ERISA-covered AHPs, and multiple employer welfare arrangements (MEWAs) more generally, have a poor track record of delivering the benefit they promise. The National Association of Insurance Commissioners has described a long history of fraud and abuse by promoters of these arrangements and has noted that “[e]ven well-intentioned [plans have been] notoriously prone to insolvencies.” As the Department observes in the proposed rule, the financial mismanagement and abuse that has “disproportionately” afflicted these arrangements have saddled employees and their families with unpaid medical claims and a loss of access to needed care. The 2018 AHP Rule acknowledged these problems. However, instead of seeking to mitigate the dangers of fraud and insolvency, the rule codified lax standards that made it easier for unscrupulous actors to exploit these arrangements — or for simply negligent operators to mismanage them — to the detriment of consumers.

Moreover, and of fundamental importance to the patients we represent, these AHPs endanger consumers because they are free to ignore several of the core consumer protections that apply to coverage issued to individuals and small groups. These arrangements can charge consumers higher premiums based on a range of factors, including gender, age, occupation, and industry — characteristics that, taken individually or in combination, can serve as proxies for health status. While individual and small-group plans are prohibited from manipulating premiums based on these considerations (or strictly limited in their ability to do so) because of the risk of discrimination, ERISA-covered AHPs, armed with the regulatory flexibility their promoters tout as a key feature, can use all of these factors and more to effectively exclude entire classes of beneficiaries with higher rates of illness and disease.
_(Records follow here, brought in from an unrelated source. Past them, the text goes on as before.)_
/// Apply redirections to an execution result.
/// This handles the actual redirection of stdout/stderr to files or other FDs.
pub fn apply_redirections(
    state: &mut InterpreterState,
    fs: &dyn SyncFileSystem,
    result: ExecResult,
    redirections: &[RedirectionNode],
    pre_expanded_targets: Option<&ExpandedRedirectTargets>,
    expand_word_fn: impl Fn(&mut InterpreterState, &WordNode) -> String,
) -> ExecResult {
    let mut stdout = result.stdout;
    let mut stderr = result.stderr;
    let mut exit_code = result.exit_code;

    for (i, redir) in redirections.iter().enumerate() {
        // Skip heredocs
        if matches!(redir.target, RedirectionTarget::HereDoc(_)) {
            continue;
        }

        // Get target word
        let word = match &redir.target {
            RedirectionTarget::Word(w) => w,
            _ => continue,
        };

        // Use pre-expanded target if available, otherwise expand now
        let target = if let Some(targets) = pre_expanded_targets {
            targets.get(&i).cloned().unwrap_or_else(|| expand_word_fn(state, word))
        } else {
            expand_word_fn(state, word)
        };

        // Skip FD variable redirections - they're already handled
        if redir.fd_variable.is_some() {
            continue;
        }

        match redir.operator {
            RedirectionOperator::Great | RedirectionOperator::Clobber => {
                let fd = redir.fd.unwrap_or(1);
                let _is_clobber = redir.operator == RedirectionOperator::Clobber;

                if fd == 1 {
                    // Handle special devices
                    if target == "/dev/stdout" {
                        // No-op for stdout
                    } else if target == "/dev/stderr" {
                        stderr.push_str(&stdout);
                        stdout.clear();
                    } else if target == "/dev/full" {
                        stderr.push_str("bash: echo: write error: No space left on device\n");
                        exit_code = 1;
                        stdout.clear();
                    } else if target == "/dev/null" {
                        stdout.clear();
                    } else {
                        write_target(fs, state, &target, &stdout, false);
                        stdout.clear();
                    }
                } else if fd == 2 {
                    if target == "/dev/stderr" {
                        // No-op for stderr
                    } else if target == "/dev/stdout" {
                        stdout.push_str(&stderr);
                        stderr.clear();
                    } else if target == "/dev/full" {
                        stderr.push_str("bash: echo: write error: No space left on device\n");
                        exit_code = 1;
                    } else if target == "/dev/null" {
                        stderr.clear();
                    } else {
                        write_target(fs, state, &target, &stderr, false);
                        stderr.clear();
                    }
                }
            }

            RedirectionOperator::DGreat => {
                let fd = redir.fd.unwrap_or(1);

                if fd == 1 {
                    if target == "/dev/stdout" {
                        // No-op
                    } else if target == "/dev/stderr" {
                        stderr.push_str(&stdout);
                        stdout.clear();
                    } else if target == "/dev/full" {
                        stderr.push_str("bash: echo: write error: No space left on device\n");
                        exit_code = 1;
                        stdout.clear();
                    } else {
                        write_target(fs, state, &target, &stdout, true);
                        stdout.clear();
                    }
                } else if fd == 2 {
                    if target == "/dev/stderr" {
                        // No-op
                    } else if target == "/dev/stdout" {
                        stdout.push_str(&stderr);
                        stderr.clear();
                    } else if target == "/dev/full" {
                        stderr.push_str("bash: echo: write error: No space left on device\n");
                        exit_code = 1;
                    } else {
                        write_target(fs, state, &target, &stderr, true);
                        stderr.clear();
                    }
                }
            }

            RedirectionOperator::GreatAnd | RedirectionOperator::LessAnd => {
                let fd = redir.fd.unwrap_or(1);

                // Handle close operation
                if target == "-" {
                    continue;
                }

                // Handle FD move operation: N>&M-
                if target.ends_with('-') {
                    let source_fd_str = &target[..target.len() - 1];
                    if source_fd_str.parse::<i32>().is_ok() {
                        // Would handle FD move here
                        continue;
                    }
                }

                // >&2, 1>&2: redirect stdout to stderr
                if target == "2" || target == "&2" {
                    if fd == 1 {
                        stderr.push_str(&stdout);
                        stdout.clear();
                    }
                }
                // 2>&1: redirect stderr to stdout
                else if target == "1" || target == "&1" {
                    if fd == 2 {
                        stdout.push_str(&stderr);
                        stderr.clear();
                    }
                }
                // Handle writing to a user-allocated FD
                else if let Ok(target_fd) = target.parse::<i32>() {
                    if let Some(ref fds) = state.file_descriptors {
                        if let Some(fd_info) = fds.get(&target_fd) {
                            if let Some(path) = fd_info.strip_prefix("__file__:") {
                                if fd == 1 {
                                    write_target(fs, state, path, &stdout, false);
                                    stdout.clear();
                                } else if fd == 2 {
                                    write_target(fs, state, path, &stderr, false);
                                    stderr.clear();
                                }
                            }
                        } else if target_fd >= 3 {
                            // Bad file descriptor
                            stderr.push_str(&format!("bash: {}: Bad file descriptor\n", target_fd));
                            exit_code = 1;
                            stdout.clear();
                        }
                    }
                }
            }

            RedirectionOperator::AndGreat => {
                if target == "/dev/full" {
                    stderr = "bash: echo: write error: No space left on device\n".to_string();
                    exit_code = 1;
                    stdout.clear();
                } else if target != "/dev/null" {
                    let combined = format!("{}{}", stdout, stderr);
                    write_target(fs, state, &target, &combined, false);
                    stdout.clear();
                    stderr.clear();
                } else {
                    stdout.clear();
                    stderr.clear();
                }
            }

            RedirectionOperator::AndDGreat => {
                if target == "/dev/full" {
                    stderr = "bash: echo: write error: No space left on device\n".to_string();
                    exit_code = 1;
                    stdout.clear();
                } else if target != "/dev/null" {
                    let combined = format!("{}{}", stdout, stderr);
                    write_target(fs, state, &target, &combined, true);
                    stdout.clear();
                    stderr.clear();
                } else {
                    stdout.clear();
                    stderr.clear();
                }
            }

            _ => {}
        }
    }

    // Apply persistent FD redirections (from exec)
    if let Some(ref fds) = state.file_descriptors {
        if let Some(fd1_info) = fds.get(&1) {
            if fd1_info == "__dupout__:2" {
                stderr.push_str(&stdout);
                stdout.clear();
            } else if let Some(path) = fd1_info.strip_prefix("__file__:") {
                write_target(fs, state, path, &stdout, true);
                stdout.clear();
            }
        }

        if let Some(fd2_info) = fds.get(&2) {
            if fd2_info == "__dupout__:1" {
                stdout.push_str(&stderr);
                stderr.clear();
            } else if let Some(path) = fd2_info.strip_prefix("__file__:") {
                write_target(fs, state, path, &stderr, true);
                stderr.clear();
            }
        }
    }

    ExecResult::new(stdout, stderr, exit_code)
}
This flexibility likewise enables AHPs to structure their benefit designs and provider networks in ways that are inadequate to the needs of people with preexisting conditions. ERISA-covered AHPs are not subject to EHB requirements and therefore can exclude coverage for medically necessary prescription drugs or other medically necessary care for individuals with chronic conditions. And, because they are exempt from most network adequacy standards (including all federal network adequacy requirements for marketplace coverage), they may limit access to providers in a manner that causes beneficiaries to incur high out-of-network costs or forgo care.

ERISA-covered AHPs pose risks to the many consumers who do not enroll in them, too — risks exacerbated by a rule designed to encourage these arrangements to proliferate. By leveraging the regulatory advantages they enjoy, compared to individual and small group coverage, these products can siphon away healthy individuals from those markets. Indeed, as DOL knows, risk segmentation is very much the point. Of course, a consequence of this cherry-picking of risk is that the individual and small group markets are made smaller, and left with a larger proportion of individuals with preexisting conditions than they would have had otherwise. This, in turn, leads to higher premiums and the real risk of fewer plan choices for the people who depend on these markets to access comprehensive coverage.

All of these consumer risks were made far worse by the 2018 AHP Rule. We thank the Department for its attention to these dangers and support rescinding the rule.

Federal Regulators Should Codify Pre-2018 Standards for Evaluating Association Coverage
We appreciate the Department’s proposal to rescind the 2018 AHP Rule. We also support the proposed rule’s careful explanation of DOL’s pre-2018 approach to evaluating whether an association is bona fide under ERISA. We urge the Department to codify this longstanding guidance in regulation. We also request that DOL work with its counterparts at the Department of Health and Human Services to ensure codification of the longstanding “look through” approach to regulating association coverage under the PHS Act and the ACA.

Thank you for the opportunity to provide these comments.